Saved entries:
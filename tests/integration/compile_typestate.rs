use gravel::engine::validate;
use gravel::query::{Adjacency, Statement};
use gravel::{expr, CompileError, DataType, ExtensionContext, Query};

fn ext(starting: DataType) -> ExtensionContext {
    let mut ext = ExtensionContext {
        starting_type: Some(starting),
        ..Default::default()
    };
    ext.mark_types.insert("m".into(), DataType::Vertex);
    ext
}

fn after(starting: DataType, stmt: Statement) -> Result<DataType, CompileError> {
    validate(&[stmt], Some(&ext(starting))).map(|state| state.last_type)
}

const ALL_TYPES: [DataType; 7] = [
    DataType::Vertex,
    DataType::Edge,
    DataType::Count,
    DataType::Selection,
    DataType::Render,
    DataType::Path,
    DataType::Aggregation,
];

fn check(stmt: Statement, legal: &[(DataType, DataType)]) {
    for input in ALL_TYPES {
        let got = after(input, stmt.clone());
        match legal.iter().find(|(from, _)| *from == input) {
            Some((_, to)) => assert_eq!(got, Ok(*to), "{stmt:?} after {input:?}"),
            None => {
                let err = got.expect_err(&format!("{stmt:?} after {input:?} should fail"));
                assert_eq!(err.code(), "TypeMismatch", "{stmt:?} after {input:?}");
                assert_eq!(err.index(), Some(0));
            }
        }
    }
}

#[test]
fn adjacency_steps() {
    let elements = [(DataType::Vertex, DataType::Vertex), (DataType::Edge, DataType::Vertex)];
    check(Statement::Out(Adjacency::default()), &elements);
    check(Statement::In(Adjacency::default()), &elements);
    check(Statement::Both(Adjacency::labels(["x"])), &elements);

    let vertices = [(DataType::Vertex, DataType::Edge)];
    check(Statement::OutE(Adjacency::default()), &vertices);
    check(Statement::InE(Adjacency::default()), &vertices);
    check(Statement::BothE(Adjacency::default().or_null()), &vertices);
}

#[test]
fn filters_keep_the_element_type() {
    let keep = [(DataType::Vertex, DataType::Vertex), (DataType::Edge, DataType::Edge)];
    check(Statement::Has(expr::eq("name", "x")), &keep);
    check(Statement::HasLabel(vec!["l".into()]), &keep);
    check(Statement::HasKey(vec!["k".into()]), &keep);
    check(Statement::HasId(vec!["1".into()]), &keep);
    check(Statement::Distinct(vec![]), &keep);
    check(Statement::As("here".into()), &keep);
    check(Statement::Fields(vec!["name".into()]), &keep);
}

#[test]
fn positional_steps_accept_any_data() {
    let same: Vec<_> = ALL_TYPES.iter().map(|t| (*t, *t)).collect();
    check(Statement::Limit(3), &same);
    check(Statement::Skip(1), &same);
    check(Statement::Range { start: 1, stop: 4 }, &same);
    let counted: Vec<_> = ALL_TYPES.iter().map(|t| (*t, DataType::Count)).collect();
    check(Statement::Count, &counted);
}

#[test]
fn terminal_steps() {
    let to = |t| [(DataType::Vertex, t), (DataType::Edge, t)];
    check(Statement::Render("$.name".into()), &to(DataType::Render));
    check(Statement::Path, &to(DataType::Path));
    check(Statement::Aggregate(vec![expr::count("n")]), &to(DataType::Aggregation));
    check(Statement::Select(vec!["m".into()]), &to(DataType::Vertex));
    check(Statement::Select(vec!["m".into(), "m".into()]), &to(DataType::Selection));
}

#[test]
fn starts_only_on_empty_pipelines() {
    let twice = [Statement::V(vec![]), Statement::V(vec!["1".into()])];
    let err = validate(&twice, None).unwrap_err();
    assert_eq!(err.index(), Some(1));
    assert_eq!(err.code(), "TypeMismatch");

    let err = validate(&[Statement::Count], None).unwrap_err();
    assert_eq!(err.code(), "InvalidStart");

    let state = validate(&Query::e(["e1"]).into_statements(), None).unwrap();
    assert_eq!(state.last_type, DataType::Edge);
}

#[test]
fn argument_and_name_checks() {
    let cases: Vec<(Vec<Statement>, &str, usize)> = vec![
        (
            Query::all_vertices().has_label(Vec::<String>::new()).into_statements(),
            "EmptyArguments",
            1,
        ),
        (Query::all_vertices().mark("").into_statements(), "EmptyMarkName", 1),
        (Query::all_vertices().mark("_current").into_statements(), "ReservedMarkName", 1),
        (Query::all_vertices().mark("a.b").into_statements(), "InvalidMarkName", 1),
        (Query::all_vertices().out(["x"]).select(["nope"]).into_statements(), "UnknownMark", 2),
        (
            Query::all_vertices()
                .aggregate(vec![expr::count("dup"), expr::term("dup", "name", 0)])
                .into_statements(),
            "DuplicateAggregation",
            1,
        ),
        (
            Query::all_vertices().aggregate(vec![expr::histogram("h", "n", 0.0)]).into_statements(),
            "InvalidInterval",
            1,
        ),
        (
            Query::all_vertices()
                .aggregate(vec![expr::percentile("p", "n", vec![101.0])])
                .into_statements(),
            "InvalidPercentile",
            1,
        ),
        (Query::all_vertices().range(5, 2).into_statements(), "InvalidRange", 1),
    ];
    for (stmts, code, index) in cases {
        let err = validate(&stmts, None).unwrap_err();
        assert_eq!(err.code(), code, "{stmts:?}");
        assert_eq!(err.index(), Some(index), "{stmts:?}");
    }
}

#[test]
fn marks_carry_their_types() {
    let stmts = Query::all_vertices()
        .mark("p")
        .out_e(["knows"])
        .mark("k")
        .out(Vec::<String>::new())
        .select(["k"])
        .into_statements();
    let state = validate(&stmts, None).unwrap();
    assert_eq!(state.last_type, DataType::Edge);
    assert_eq!(state.mark_types["p"], DataType::Vertex);
    assert_eq!(state.mark_types["k"], DataType::Edge);

    let jump_with_emit = Query::all_vertices()
        .mark("p")
        .out_e(Vec::<String>::new())
        .jump("p", None, true)
        .into_statements();
    assert_eq!(validate(&jump_with_emit, None).unwrap_err().code(), "TypeMismatch");

    let jump = Query::all_vertices()
        .mark("p")
        .out_e(Vec::<String>::new())
        .jump("p", None, false)
        .into_statements();
    assert_eq!(validate(&jump, None).unwrap().last_type, DataType::Vertex);

    let conditional_jump = Query::all_vertices()
        .mark("p")
        .out_e(Vec::<String>::new())
        .jump("p", Some(expr::eq("_label", "nope")), false)
        .into_statements();
    let err = validate(&conditional_jump, None).unwrap_err();
    assert_eq!(err.code(), "TypeMismatch");

    let same_type = Query::all_vertices()
        .mark("p")
        .out(Vec::<String>::new())
        .jump("p", Some(expr::eq("_label", "person")), false)
        .into_statements();
    assert_eq!(validate(&same_type, None).unwrap().last_type, DataType::Vertex);
}

#[test]
fn empty_query_is_rejected() {
    assert_eq!(validate(&[], None).unwrap_err(), CompileError::EmptyQuery);
}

Prompt
Return from the data every line that holds "false".

Task response
        .jump("p", None, false)
        .jump("p", Some(expr::eq("_label", "nope")), false)
        .jump("p", Some(expr::eq("_label", "person")), false)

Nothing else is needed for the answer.